Choice tests are often invaluable for undertaking tests on the preference hierarchies shown by ovipositing or feeding insects. However choice tests are problematic for statistical analyses (Mansfield and Mills 2004, Withers and Mansfield 2005). The same individual insect is confronted with both target and non-target species, and we usually wish to obtain comparative acceptance rates for both target and non-target species as a result of such a test. Thus, a repeated measure design must be used. This renders the data dependent (not independent as required for Gaussian statistics, see above). The acceptance of non-target hosts or prey within such a test may well depend upon the frequency of target and non-target hosts within the cage. Therefore every target that is eaten or accepted and that is not immediately replaced alters the experimental conditions of the experiment, and the acceptance of any given host or prey may depend on the current ratio of availability of alternative hosts or prey. Thus if exploited hosts or prey cannot be replaced immediately, simultaneous choice tests may become almost impossible to interpret (Hoffmeister 2005).

An alternative to simultaneous choice tests are sequential no-choice tests (Singer 1986). This design does have appropriate statistical analysis methods available to treat and analyse the data (Hoffmeister 2005). However sequential no-choice tests generate a multitude of potential behavioural complications which may be almost impossible to control for or adequately measure (Barton-Browne and Withers 2002, Withers and Barton-Browne 2004, Withers and Mansfield 2005).

References

Barton-Browne L. and Withers T.M. (2002). Time-dependent changes in the host-acceptance threshold of insects: implications for host specificity testing of candidate biological control agents. Biocontrol Science and Technology 12: 677-693.
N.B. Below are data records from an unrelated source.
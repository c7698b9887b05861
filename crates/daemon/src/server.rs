// SPDX-License-Identifier: BUSL-1.1
// Copyright (c) 2026 Alfred Jean LLC

//! Owns the whitelist, the signal dispatcher, and both acceptors. Installs
//! `SIGHUP` (reload) and `SIGINT`/`SIGTERM`/`SIGQUIT` (shutdown) handlers.

use std::path::Path;
use std::sync::Arc;
use std::time::Duration;

use rrd_core::Whitelist;
use thiserror::Error;
use tokio::net::{TcpListener, UnixListener};
use tokio::sync::Notify;
use tracing::{error, info, warn};

use crate::config::Config;
use crate::dispatcher::SignalDispatcher;
use crate::session::Session;

/// Fatal startup failure: binding a socket.
#[derive(Debug, Error)]
pub enum BindError {
    #[error("failed to bind TCP port {port}: {source}")]
    Tcp { port: u16, source: std::io::Error },

    #[error("failed to bind local socket {path}: {source}")]
    Local { path: String, source: std::io::Error },
}

pub struct Server {
    config: Config,
    whitelist: Arc<Whitelist>,
    dispatcher: Arc<SignalDispatcher>,
}

impl Server {
    /// Loads the whitelist (fatal on failure -- there is no previous map to
    /// fall back to) and constructs a server ready to `run`.
    pub fn new(config: Config) -> Result<Self, rrd_core::ConfigError> {
        let whitelist = Arc::new(Whitelist::from_file(&config.config_path)?);
        Ok(Self {
            config,
            whitelist,
            dispatcher: SignalDispatcher::new(),
        })
    }

    /// Binds both acceptors, spawns the dispatcher and accept loops, installs
    /// signal handlers, and blocks until a shutdown signal arrives.
    pub async fn run(self) -> Result<(), BindError> {
        let tcp = bind_tcp(self.config.tcp_port).await?;
        let uds = bind_local(&self.config.local_socket_path)?;

        info!(
            port = self.config.tcp_port,
            socket = %self.config.local_socket_path.display(),
            "remote-runnerd listening"
        );

        tokio::spawn(Arc::clone(&self.dispatcher).run());

        let shutdown = Arc::new(Notify::new());
        self.spawn_tcp_acceptor(tcp, Arc::clone(&shutdown));
        self.spawn_uds_acceptor(uds, Arc::clone(&shutdown));
        self.spawn_reload_handler();
        self.spawn_shutdown_handler(Arc::clone(&shutdown));

        shutdown.notified().await;
        info!("shutdown signal received, no longer accepting new connections");
        // In-flight sessions and their children are left running -- the OS
        // reaps orphaned children, matching spec.md §7.
        Ok(())
    }

    fn spawn_tcp_acceptor(&self, listener: TcpListener, shutdown: Arc<Notify>) {
        let whitelist = Arc::clone(&self.whitelist);
        let dispatcher = Arc::clone(&self.dispatcher);
        let timeout = Duration::from_secs(self.config.timeout_seconds);
        let session_buf = self.config.session_buffer_bytes;
        let process_buf = self.config.process_buffer_bytes;

        tokio::spawn(async move {
            loop {
                tokio::select! {
                    biased;
                    () = shutdown.notified() => return,
                    accepted = listener.accept() => {
                        match accepted {
                            Ok((stream, addr)) => {
                                info!(%addr, "tcp connection accepted");
                                let (reader, writer) = stream.into_split();
                                spawn_session(reader, writer, &whitelist, &dispatcher, timeout, session_buf, process_buf);
                            }
                            Err(e) => error!("tcp accept error: {e}"),
                        }
                    }
                }
            }
        });
    }

    fn spawn_uds_acceptor(&self, listener: UnixListener, shutdown: Arc<Notify>) {
        let whitelist = Arc::clone(&self.whitelist);
        let dispatcher = Arc::clone(&self.dispatcher);
        let timeout = Duration::from_secs(self.config.timeout_seconds);
        let session_buf = self.config.session_buffer_bytes;
        let process_buf = self.config.process_buffer_bytes;

        tokio::spawn(async move {
            loop {
                tokio::select! {
                    biased;
                    () = shutdown.notified() => return,
                    accepted = listener.accept() => {
                        match accepted {
                            Ok((stream, _addr)) => {
                                info!("unix socket connection accepted");
                                let (reader, writer) = stream.into_split();
                                spawn_session(reader, writer, &whitelist, &dispatcher, timeout, session_buf, process_buf);
                            }
                            Err(e) => error!("unix accept error: {e}"),
                        }
                    }
                }
            }
        });
    }

    fn spawn_reload_handler(&self) {
        let whitelist = Arc::clone(&self.whitelist);
        let config_path = self.config.config_path.clone();

        tokio::spawn(async move {
            let mut sighup = match tokio::signal::unix::signal(tokio::signal::unix::SignalKind::hangup()) {
                Ok(s) => s,
                Err(e) => {
                    error!("failed to install SIGHUP handler: {e}");
                    return;
                }
            };
            loop {
                if sighup.recv().await.is_none() {
                    return;
                }
                match whitelist.reload(&config_path) {
                    Ok(()) => info!("whitelist reloaded"),
                    Err(e) => warn!("whitelist reload failed, keeping previous config: {e}"),
                }
            }
        });
    }

    fn spawn_shutdown_handler(&self, shutdown: Arc<Notify>) {
        tokio::spawn(async move {
            use tokio::signal::unix::{signal, SignalKind};
            let Ok(mut sigint) = signal(SignalKind::interrupt()) else { return };
            let Ok(mut sigterm) = signal(SignalKind::terminate()) else { return };
            let Ok(mut sigquit) = signal(SignalKind::quit()) else { return };

            tokio::select! {
                _ = sigint.recv() => info!("received SIGINT"),
                _ = sigterm.recv() => info!("received SIGTERM"),
                _ = sigquit.recv() => info!("received SIGQUIT"),
            }
            shutdown.notify_waiters();
        });
    }
}

#[allow(clippy::too_many_arguments)]
fn spawn_session<R, W>(
    reader: R,
    writer: W,
    whitelist: &Arc<Whitelist>,
    dispatcher: &Arc<SignalDispatcher>,
    timeout: Duration,
    session_buffer_bytes: usize,
    process_buffer_bytes: usize,
) where
    R: tokio::io::AsyncRead + Unpin + Send + 'static,
    W: tokio::io::AsyncWrite + Unpin + Send + 'static,
{
    let whitelist = Arc::clone(whitelist);
    let dispatcher = Arc::clone(dispatcher);
    tokio::spawn(async move {
        let session = Session::new(
            reader,
            writer,
            whitelist,
            dispatcher,
            timeout,
            session_buffer_bytes,
            process_buffer_bytes,
        );
        session.run().await;
    });
}

async fn bind_tcp(port: u16) -> Result<TcpListener, BindError> {
    let socket = tokio::net::TcpSocket::new_v4().map_err(|source| BindError::Tcp { port, source })?;
    socket
        .set_reuseaddr(true)
        .map_err(|source| BindError::Tcp { port, source })?;
    let addr = std::net::SocketAddr::from(([0, 0, 0, 0], port));
    socket.bind(addr).map_err(|source| BindError::Tcp { port, source })?;
    socket.listen(1024).map_err(|source| BindError::Tcp { port, source })
}

fn bind_local(path: &Path) -> Result<UnixListener, BindError> {
    // Unbind a stale socket left by a previous, uncleanly-terminated run.
    let _ = std::fs::remove_file(path);
    UnixListener::bind(path).map_err(|source| BindError::Local {
        path: path.display().to_string(),
        source,
    })
}
//! Remote control wire protocol
//!
//! Clients send one command token per line (UTF-8, newline terminated).
//! Every non-blank line is answered with exactly one JSON-encoded
//! [`RemoteReply`] followed by a newline.

use std::net::SocketAddr;

use serde::{Deserialize, Serialize};

use crate::state::OperatingMode;

/// Longest accepted command line, newline included
pub const MAX_LINE_LEN: usize = 256;

/// Where the remote listener can be reached
#[derive(Debug, Clone, Copy, PartialEq, Eq, Serialize, Deserialize)]
pub struct ListeningAddress {
    /// Socket address actually bound
    pub bound: SocketAddr,
    /// Address to hand to clients on the local network
    pub advertised: SocketAddr,
}

/// Replies from daemon to remote client
#[derive(Debug, Clone, PartialEq, Eq, Serialize, Deserialize)]
#[serde(tag = "type", rename_all = "snake_case")]
pub enum RemoteReply {
    /// The command was applied and `text` was spoken
    Spoken { text: String, mode: OperatingMode },

    /// The command could not be handled
    Error { code: String, message: String },
}

impl RemoteReply {
    pub fn error(code: &str, message: impl Into<String>) -> Self {
        RemoteReply::Error {
            code: code.to_string(),
            message: message.into(),
        }
    }

    /// Encode as a single JSON line
    pub fn to_line(&self) -> serde_json::Result<Vec<u8>> {
        let mut bytes = serde_json::to_vec(self)?;
        bytes.push(b'\n');
        Ok(bytes)
    }
}

#[cfg(test)]
mod tests {
    use super::*;

    #[test]
    fn test_spoken_reply_line() {
        let reply = RemoteReply::Spoken {
            text: "Switched to read mode.".to_string(),
            mode: OperatingMode::Read,
        };
        let line = reply.to_line().unwrap();
        assert_eq!(line.last(), Some(&b'\n'));

        let json = String::from_utf8(line).unwrap();
        assert!(json.contains("\"type\":\"spoken\""));
        assert!(json.contains("\"mode\":\"read\""));
    }

    #[test]
    fn test_error_reply_deserialization() {
        let json = r#"{"type":"error","code":"line_too_long","message":"too long"}"#;
        let reply: RemoteReply = serde_json::from_str(json).unwrap();
        assert_eq!(reply, RemoteReply::error("line_too_long", "too long"));
    }
}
Fernandez G.C.J. (1992). Residual analysis and data transformation: Important tools in statistical analysis. Horticultural Science 27: 297-300.
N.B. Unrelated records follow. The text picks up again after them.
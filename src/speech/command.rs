//! Concrete speech sinks
//!
//! [`CommandSink`] runs an external TTS program (`espeak-ng`, `say`, ...)
//! with the text as its last argument, after `--` so that utterances starting
//! with a dash are never read as options, and kills it on cancel.
//! [`LogSink`] only logs, for headless runs.

use std::process::{Child, Command, Stdio};
use std::sync::Mutex;

use tracing::{debug, info, warn};

use super::{SpeechError, SpeechSink};

/// Speaks by spawning one TTS process per utterance
pub struct CommandSink {
    program: String,
    args: Vec<String>,
    current: Mutex<Option<Child>>,
}

impl CommandSink {
    pub fn new(program: impl Into<String>, args: Vec<String>) -> Self {
        Self {
            program: program.into(),
            args,
            current: Mutex::new(None),
        }
    }
}

impl SpeechSink for CommandSink {
    fn cancel(&self) {
        let mut current = self.current.lock().unwrap_or_else(|e| e.into_inner());
        let Some(mut child) = current.take() else {
            return;
        };

        match child.try_wait() {
            Ok(Some(status)) if !status.success() => {
                warn!(program = %self.program, %status, "speech process failed");
            }
            Ok(Some(_)) => {}
            Ok(None) => {
                debug!(pid = child.id(), "stopping utterance");
                if let Err(e) = child.kill() {
                    warn!(?e, "failed to stop speech process");
                }
                let _ = child.wait();
            }
            Err(e) => warn!(?e, "failed to poll speech process"),
        }
    }

    fn speak(&self, text: &str) -> Result<(), SpeechError> {
        let child = Command::new(&self.program)
            .args(&self.args)
            .arg("--")
            .arg(text)
            .stdin(Stdio::null())
            .stdout(Stdio::null())
            .stderr(Stdio::null())
            .spawn()
            .map_err(|source| SpeechError::Spawn {
                program: self.program.clone(),
                source,
            })?;

        let mut current = self.current.lock().unwrap_or_else(|e| e.into_inner());
        *current = Some(child);
        Ok(())
    }

    fn name(&self) -> &str {
        &self.program
    }
}

impl Drop for CommandSink {
    fn drop(&mut self) {
        self.cancel();
    }
}

/// Writes utterances to the log instead of a speaker
#[derive(Debug, Default)]
pub struct LogSink;

impl SpeechSink for LogSink {
    fn cancel(&self) {}

    fn speak(&self, text: &str) -> Result<(), SpeechError> {
        info!(%text, "utterance");
        Ok(())
    }

    fn name(&self) -> &str {
        "log"
    }
}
Hoffmeister T.S. (2005). From design to analysis: effective statistical approaches for host range testing Pp. 672-682 In: Second International Symposium on Biological Control of Arthropods, Davos, Switzerland, 12-16 September, 2005, M.S. Hoddle (Ed.) United States Department of Agriculture, Forest Service, Washington.

Mansfield S. and Mills N.J. (2004). A comparison of methodologies for the assessment of host preference of the gregarious egg parasitoid Trichogramma platneri. Biological Control 29: 332-340.

Singer M.C. (1986). The definition and measurement of oviposition preference in plant-feeding insects. Pp. 65-94 In: Insect-Plant Interactions, J.R. Miller and T.A. Miller (Ed.) Springer-Verlag, New York.

Withers T. and Mansfield S. (2005). Choice or no-choice tests? Effects of experimental design on the expression of host range. Pp. 620-633 In: Second International Symposium on Biological Control of Arthropods, Davos, Switzerland, 12-16 September, 2005, M.S. Hoddle (Ed.) United States Department of Agriculture, Forest Service, Washington.

Withers T.M. and Barton-Browne L. (2004). Behavioral and physiological processes affecting the outcome of host range testing. Pp. 40-55 In: Assessing host ranges for parasitoids and predators used for classical biological control: a guide to best practice, R.G. Van Driesche and R. Reardon (Ed.) USDA Forest Service, Morgantown, West Virginia.